Durante a Reforma, os reformadores protestantes rejeitaram tudo isso como antibíblico. Eles reconheceram somente dois sacramentos: o batismo e a Ceia do Senhor. Entretanto, a linguagem de diferentes tipos de graça sobreviveu. Protestantes como João Wesley continuaram a usar a linguagem tradicional, diferenciando “graça preveniente” de “graça salvadora” e “graça santificadora”. Na visão de Wesley, a graça preveniente nos capacitaria, mas não nos obrigaria a crer.

De certa forma, isso é bíblico: “Pois pela graça sois salvos, mediante a fé” (Efésios 2:8). Mas na Bíblia, a “graça” não é um tipo de agente ou influência ou força, e a Bíblia nunca usa a palavra no plural, deixando a entender que há diferentes tipos de “graças”. Ao invés disso, esse texto diz que foi Deus quem tomou a iniciativa. Não nos salvamos pela qualidade ou força de nossa fé. De fato, não teríamos condições de ter fé se Deus não tivesse tomado a iniciativa de se achegar até nós. Falar da “graça” de Deus não é se referir a alguma “coisa” ou entidade ou substância. É se referir à generosidade de Deus demonstrada em ação. É dizer que Deus tem atuado graciosamente em nosso favor. Talvez seja menos confuso usar o advérbio graciosamente.

As Escrituras não falam de Deus mandando para nós uma “coisa” impessoal ou uma substância chamada “graça” em nós. Ao invés disso, Deus tem atuado pessoalmente. Ele, graciosamente, tem tomado a iniciativa de vir até nós para que pudéssemos responder. Essa é a graça singular de Deus, a “graça de nosso Senhor Jesus Cristo” (2 Coríntios 13:13). E é o Deus Espírito Santo, um com o Pai e o Filho, que trabalha dentro de nós, nos fazendo mudar a direção e irmos ao encontro de Deus ao invés de nos afastarmos dEle em nosso pecado.
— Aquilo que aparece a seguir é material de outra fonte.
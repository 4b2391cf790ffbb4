use std::fs::OpenOptions;
use std::io::{self, Write};
use std::path::{Path, PathBuf};

use poleplace_control::PlantState;

/// Log file the server appends to, relative to its working directory.
pub const DEFAULT_LOG_PATH: &str = "data.csv";

/// Destination for per-session `Vo,V1` records.
///
/// Failures are reported to the caller, which treats logging as best effort.
pub trait LogSink {
    fn append(&mut self, state: &PlantState) -> io::Result<()>;
}

impl<S: LogSink + ?Sized> LogSink for &mut S {
    fn append(&mut self, state: &PlantState) -> io::Result<()> {
        (**self).append(state)
    }
}

impl<S: LogSink + ?Sized> LogSink for Box<S> {
    fn append(&mut self, state: &PlantState) -> io::Result<()> {
        (**self).append(state)
    }
}

/// One CSV line: `Vo,V1` with six decimals and a trailing newline.
pub fn format_record(state: &PlantState) -> String {
    format!("{:.6},{:.6}\n", state.vo, state.v1)
}

/// Appends records to a CSV file.
///
/// The file is opened (created if missing), appended and closed on every
/// record, so no handle is held between sessions. The file is never truncated
/// or rotated and grows without bound.
#[derive(Debug, Clone)]
pub struct CsvFileSink {
    path: PathBuf,
}

impl Default for CsvFileSink {
    fn default() -> Self {
        Self::new(DEFAULT_LOG_PATH)
    }
}

impl CsvFileSink {
    pub fn new(path: impl Into<PathBuf>) -> Self {
        Self { path: path.into() }
    }

    pub fn path(&self) -> &Path {
        &self.path
    }
}

impl LogSink for CsvFileSink {
    fn append(&mut self, state: &PlantState) -> io::Result<()> {
        let mut file = OpenOptions::new()
            .create(true)
            .append(true)
            .open(&self.path)?;
        file.write_all(format_record(state).as_bytes())
    }
}

/// Keeps records in memory.
#[derive(Debug, Clone, Default)]
pub struct MemorySink {
    records: Vec<String>,
}

impl MemorySink {
    pub fn new() -> Self {
        Self::default()
    }

    pub fn records(&self) -> &[String] {
        &self.records
    }

    /// All records as they would appear in the CSV file.
    pub fn contents(&self) -> String {
        self.records.concat()
    }
}

impl LogSink for MemorySink {
    fn append(&mut self, state: &PlantState) -> io::Result<()> {
        self.records.push(format_record(state));
        Ok(())
    }
}

#[cfg(test)]
mod tests {
    use super::*;

    fn unique_temp_dir(tag: &str) -> PathBuf {
        let dir = std::env::temp_dir().join(format!(
            "poleplace-{tag}-{}-{}",
            std::process::id(),
            std::time::SystemTime::now()
                .duration_since(std::time::UNIX_EPOCH)
                .expect("time should be after epoch")
                .as_nanos()
        ));
        std::fs::create_dir_all(&dir).expect("temp dir should be creatable");
        dir
    }

    #[test]
    fn record_format_has_six_decimals() {
        assert_eq!(
            format_record(&PlantState::new(1.0, -0.04)),
            "1.000000,-0.040000\n"
        );
        assert_eq!(
            format_record(&PlantState::new(0.0, 0.0)),
            "0.000000,0.000000\n"
        );
    }

    #[test]
    fn csv_sink_appends_and_creates() {
        let dir = unique_temp_dir("csv");
        let path = dir.join("data.csv");
        let mut sink = CsvFileSink::new(&path);

        sink.append(&PlantState::new(1.0, 0.0)).unwrap();
        sink.append(&PlantState::new(-5.12, 0.04)).unwrap();

        let contents = std::fs::read_to_string(&path).unwrap();
        assert_eq!(contents, "1.000000,0.000000\n-5.120000,0.040000\n");

        let _ = std::fs::remove_dir_all(&dir);
    }

    #[test]
    fn csv_sink_keeps_existing_lines() {
        let dir = unique_temp_dir("csv-existing");
        let path = dir.join("data.csv");
        std::fs::write(&path, "old,line\n").unwrap();

        CsvFileSink::new(&path)
            .append(&PlantState::new(0.5, 0.5))
            .unwrap();

        let contents = std::fs::read_to_string(&path).unwrap();
        assert_eq!(contents, "old,line\n0.500000,0.500000\n");

        let _ = std::fs::remove_dir_all(&dir);
    }

    #[test]
    fn csv_sink_reports_open_failure() {
        let dir = unique_temp_dir("csv-missing");
        let mut sink = CsvFileSink::new(dir.join("no-such-dir").join("data.csv"));
        assert!(sink.append(&PlantState::default()).is_err());
        let _ = std::fs::remove_dir_all(&dir);
    }

    #[test]
    fn default_path_is_relative_data_csv() {
        assert_eq!(CsvFileSink::default().path(), Path::new("data.csv"));
    }

    fn append_through<S: LogSink>(mut sink: S, state: PlantState) {
        sink.append(&state).unwrap();
    }

    #[test]
    fn boxed_sinks_forward_appends() {
        let mut boxed = Box::new(MemorySink::new());
        append_through(&mut boxed, PlantState::new(1.0, 0.0));
        assert_eq!(boxed.records(), ["1.000000,0.000000\n"]);

        let dir = unique_temp_dir("csv-boxed");
        let path = dir.join("data.csv");
        let dynamic: Box<dyn LogSink> = Box::new(CsvFileSink::new(&path));
        append_through(dynamic, PlantState::new(-1.0, 0.5));
        assert_eq!(
            std::fs::read_to_string(&path).unwrap(),
            "-1.000000,0.500000\n"
        );

        let _ = std::fs::remove_dir_all(&dir);
    }

    #[test]
    fn memory_sink_collects_records() {
        let mut sink = MemorySink::new();
        sink.append(&PlantState::new(1.0, 2.0)).unwrap();
        append_through(&mut sink, PlantState::new(3.0, 4.0));
        assert_eq!(sink.records().len(), 2);
        assert_eq!(
            sink.contents(),
            "1.000000,2.000000\n3.000000,4.000000\n"
        );
    }
}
Corporativo Antes de Individual

Entretanto, há um ponto mais profundo. Agostinho e os teólogos católicos medievais tinham a tendência de falar de graça como algo que operava através dos sacramentos dentro da alma individual. Então, também, os protestantes, desde a Reforma, têm tido a tendência de pensar em graça dessa forma agostiniana como algo ativo dentro do indivíduo. Na verdade, o protestantismo reflete seu contexto dentro da modernidade que tende a ser altamente individualista.
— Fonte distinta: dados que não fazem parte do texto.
//! LAN peer discovery over UDP.
//!
//! Two best-effort datagram channels, both answering with nothing more than
//! an IP string:
//!
//! * **Broadcast**: a fresh node sends `DISCOVER_REQUEST` to the directed
//!   broadcast address and takes the first unicast reply that is not its
//!   own IP. No reply within the timeout means the node founds a new ring.
//! * **Multicast**: clients locate a server by sending `DISCOVER` to the
//!   multicast group; every node answers with its own IP.
//!
//! The responders hold no ring state and run for the process lifetime,
//! rebuilding their socket after I/O errors.

use std::net::{Ipv4Addr, SocketAddr, SocketAddrV4};
use std::sync::atomic::{AtomicBool, Ordering};
use std::sync::Arc;
use std::time::Duration;

use socket2::{Domain, Protocol, Socket, Type};
use tokio::net::UdpSocket;
use tokio::task::JoinHandle;
use tokio::time::{timeout, Instant};
use tracing::{debug, info, warn};

use crate::config::RingConfig;

/// Payload of a node-to-node bootstrap probe.
pub const DISCOVER_REQUEST: &[u8] = b"DISCOVER_REQUEST";

/// Payload of a client-to-node probe.
pub const DISCOVER: &[u8] = b"DISCOVER";

/// Pause before rebuilding a responder socket after an error.
const REBUILD_BACKOFF: Duration = Duration::from_secs(1);

/// LAN discovery component: one probe, two responders.
pub struct Discovery {
    own_ip: String,
    broadcast_addr: Ipv4Addr,
    broadcast_port: u16,
    multicast_group: Ipv4Addr,
    multicast_port: u16,
    probe_timeout: Duration,
    running: Arc<AtomicBool>,
}

impl Discovery {
    /// Create a discovery component for a node at `own_ip`.
    #[must_use]
    pub fn new(own_ip: impl Into<String>, config: &RingConfig) -> Self {
        Self {
            own_ip: own_ip.into(),
            broadcast_addr: config.broadcast_addr,
            broadcast_port: config.broadcast_port,
            multicast_group: config.multicast_group,
            multicast_port: config.multicast_port,
            probe_timeout: config.discovery_timeout,
            running: Arc::new(AtomicBool::new(true)),
        }
    }

    /// Broadcast a bootstrap probe and wait for an existing member.
    ///
    /// Returns the first replying IP that differs from our own, or `None`
    /// after the timeout; the caller then founds a new ring.
    pub async fn discover(&self) -> Option<String> {
        let socket = match UdpSocket::bind((Ipv4Addr::UNSPECIFIED, 0)).await {
            Ok(s) => s,
            Err(e) => {
                warn!(error = %e, "Discovery probe socket failed to bind");
                return None;
            }
        };
        if let Err(e) = socket.set_broadcast(true) {
            warn!(error = %e, "SO_BROADCAST failed on probe socket");
            return None;
        }

        let target = SocketAddrV4::new(self.broadcast_addr, self.broadcast_port);
        if let Err(e) = socket.send_to(DISCOVER_REQUEST, target).await {
            warn!(target = %target, error = %e, "Discovery probe send failed");
            return None;
        }

        let deadline = Instant::now() + self.probe_timeout;
        let mut buf = [0u8; 256];

        loop {
            let Some(remaining) = deadline.checked_duration_since(Instant::now()) else {
                info!("No existing members answered the discovery probe");
                return None;
            };

            match timeout(remaining, socket.recv_from(&mut buf)).await {
                Err(_) => {
                    info!("No existing members answered the discovery probe");
                    return None;
                }
                Ok(Err(e)) => {
                    warn!(error = %e, "Discovery probe receive failed");
                    return None;
                }
                Ok(Ok((len, from))) => {
                    let ip = String::from_utf8_lossy(&buf[..len]).trim().to_string();
                    if ip.is_empty() || ip == self.own_ip {
                        continue;
                    }
                    info!(peer = %ip, from = %from, "Existing member discovered");
                    return Some(ip);
                }
            }
        }
    }

    /// Spawn both probe responders. They run until [`Discovery::stop`].
    #[must_use]
    pub fn spawn_responders(&self) -> Vec<JoinHandle<()>> {
        vec![self.spawn_broadcast_responder(), self.spawn_multicast_responder()]
    }

    /// Stop the responders at their next iteration.
    pub fn stop(&self) {
        self.running.store(false, Ordering::SeqCst);
    }

    fn spawn_broadcast_responder(&self) -> JoinHandle<()> {
        let own_ip = self.own_ip.clone();
        let port = self.broadcast_port;
        let running = Arc::clone(&self.running);

        tokio::spawn(async move {
            while running.load(Ordering::SeqCst) {
                let socket = match bind_reusable(port) {
                    Ok(s) => s,
                    Err(e) => {
                        warn!(port, error = %e, "Broadcast responder bind failed, retrying");
                        tokio::time::sleep(REBUILD_BACKOFF).await;
                        continue;
                    }
                };
                debug!(port, "Broadcast responder listening");
                respond_loop(&socket, DISCOVER_REQUEST, &own_ip, &running).await;
                tokio::time::sleep(REBUILD_BACKOFF).await;
            }
        })
    }

    fn spawn_multicast_responder(&self) -> JoinHandle<()> {
        let own_ip = self.own_ip.clone();
        let group = self.multicast_group;
        let port = self.multicast_port;
        let running = Arc::clone(&self.running);

        tokio::spawn(async move {
            while running.load(Ordering::SeqCst) {
                let socket = match bind_reusable(port) {
                    Ok(s) => s,
                    Err(e) => {
                        warn!(port, error = %e, "Multicast responder bind failed, retrying");
                        tokio::time::sleep(REBUILD_BACKOFF).await;
                        continue;
                    }
                };
                if let Err(e) = socket.join_multicast_v4(group, Ipv4Addr::UNSPECIFIED) {
                    warn!(group = %group, error = %e, "Joining multicast group failed, retrying");
                    tokio::time::sleep(REBUILD_BACKOFF).await;
                    continue;
                }
                debug!(group = %group, port, "Multicast responder listening");
                respond_loop(&socket, DISCOVER, &own_ip, &running).await;
                tokio::time::sleep(REBUILD_BACKOFF).await;
            }
        })
    }
}

/// Answer matching probes with our own IP until an I/O error or shutdown.
async fn respond_loop(socket: &UdpSocket, probe: &[u8], own_ip: &str, running: &AtomicBool) {
    let mut buf = [0u8; 256];
    loop {
        if !running.load(Ordering::SeqCst) {
            return;
        }
        match socket.recv_from(&mut buf).await {
            Ok((len, from)) => {
                if &buf[..len] == probe {
                    debug!(from = %from, "Answering discovery probe");
                    if let Err(e) = socket.send_to(own_ip.as_bytes(), from).await {
                        warn!(from = %from, error = %e, "Probe reply failed");
                    }
                }
            }
            Err(e) => {
                warn!(error = %e, "Probe responder socket error, rebuilding");
                return;
            }
        }
    }
}

/// UDP socket bound with address reuse, so a responder can share the probe
/// port with other processes on the host, handed to tokio non-blocking.
fn bind_reusable(port: u16) -> std::io::Result<UdpSocket> {
    let socket = Socket::new(Domain::IPV4, Type::DGRAM, Some(Protocol::UDP))?;
    socket.set_reuse_address(true)?;
    #[cfg(unix)]
    socket.set_reuse_port(true)?;
    socket.set_nonblocking(true)?;
    let addr = SocketAddr::from((Ipv4Addr::UNSPECIFIED, port));
    socket.bind(&addr.into())?;
    UdpSocket::from_std(socket.into())
}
Entretanto, isso não é simplesmente uma questão de experiência do indivíduo. O trabalho gracioso de Deus não se inicia dentro do indivíduo. Temos que aprender a pensar biblicamente sobre a graça de Deus como a iniciativa de Deus em toda a narrativa da salvação. Quando Deus chamou Abraão de Ur dos Caldeus, isso foi graça. Quando Deus chamou Moisés para libertar Israel do Egito, isso foi graça. Toda a história de salvação é a história da graça. E no tempo oportuno, cumprindo com Sua ação graciosa na história de Israel, Deus enviou Seu Filho para salvar o mundo. Isso foi graça—o Ato Gracioso de Deus.

Graça—que é dizer, a ação graciosa de Deus—não começa quando Deus chama cada um de nós pessoalmente. Antes do Espírito Santo trabalhar em qualquer um de nós ao ouvirmos a mensagem do evangelho, nos arrependermos e crermos, Deus já estava trabalhando na história da salvação. Em Sua ação Graciosa, Deus não meramente chamou indivíduos como Abraão e Moisés, mas um povo. Ele chamou o povo de Israel para ser um corpo corporativo—um reino de sacerdotes. No cumprimento disso, Ele veio na Pessoa de Seu Filho para que Seu povo pudesse ser o Corpo de Cristo unido nEle, o Cabeça.

A graça de Deus—que é dizer, a ação graciosa de Deus—não começa quando a mensagem do evangelho chega a você ou a mim. A ação graciosa de Deus tem sido e é histórica e corporativa. Deus trouxe o clímax da história de Israel quando Ele veio na Pessoa de Seu Filho, não meramente para morrer por indivíduos isolados, mas para morrer por toda a raça humana corporativamente.

A Expiação

Isso nos leva à Expiação. Essa palavra em inglês é “at-one-ment” e foi cunhada por William Tyndale quando ele traduziu pela primeira vez a Bíblia para o inglês. Seu primeiro significado básico é tornar de dois, um—unir, reconciliar. Deus tomou a iniciativa de fazer isso quando Deus e a humanidade foram unidos na Pessoa de Jesus Cristo, a Palavra se fez carne. A palavra “carne” é vitalmente importante aqui. No Antigo Testamento, ela se refere a raça humana como um corpo corporativo: “Toda a carne é erva” (Isaías 40:6), querendo dizer que a humanidade corporativamente é mortal e perece. Então, a Palavra se tornou “carne”, Ele, o próprio Filho de Deus, se uniu, irrevogavelmente, a este corpo corporativo perecível da raça humana. Esse não seria o Ato supremo da “graça preveniente”?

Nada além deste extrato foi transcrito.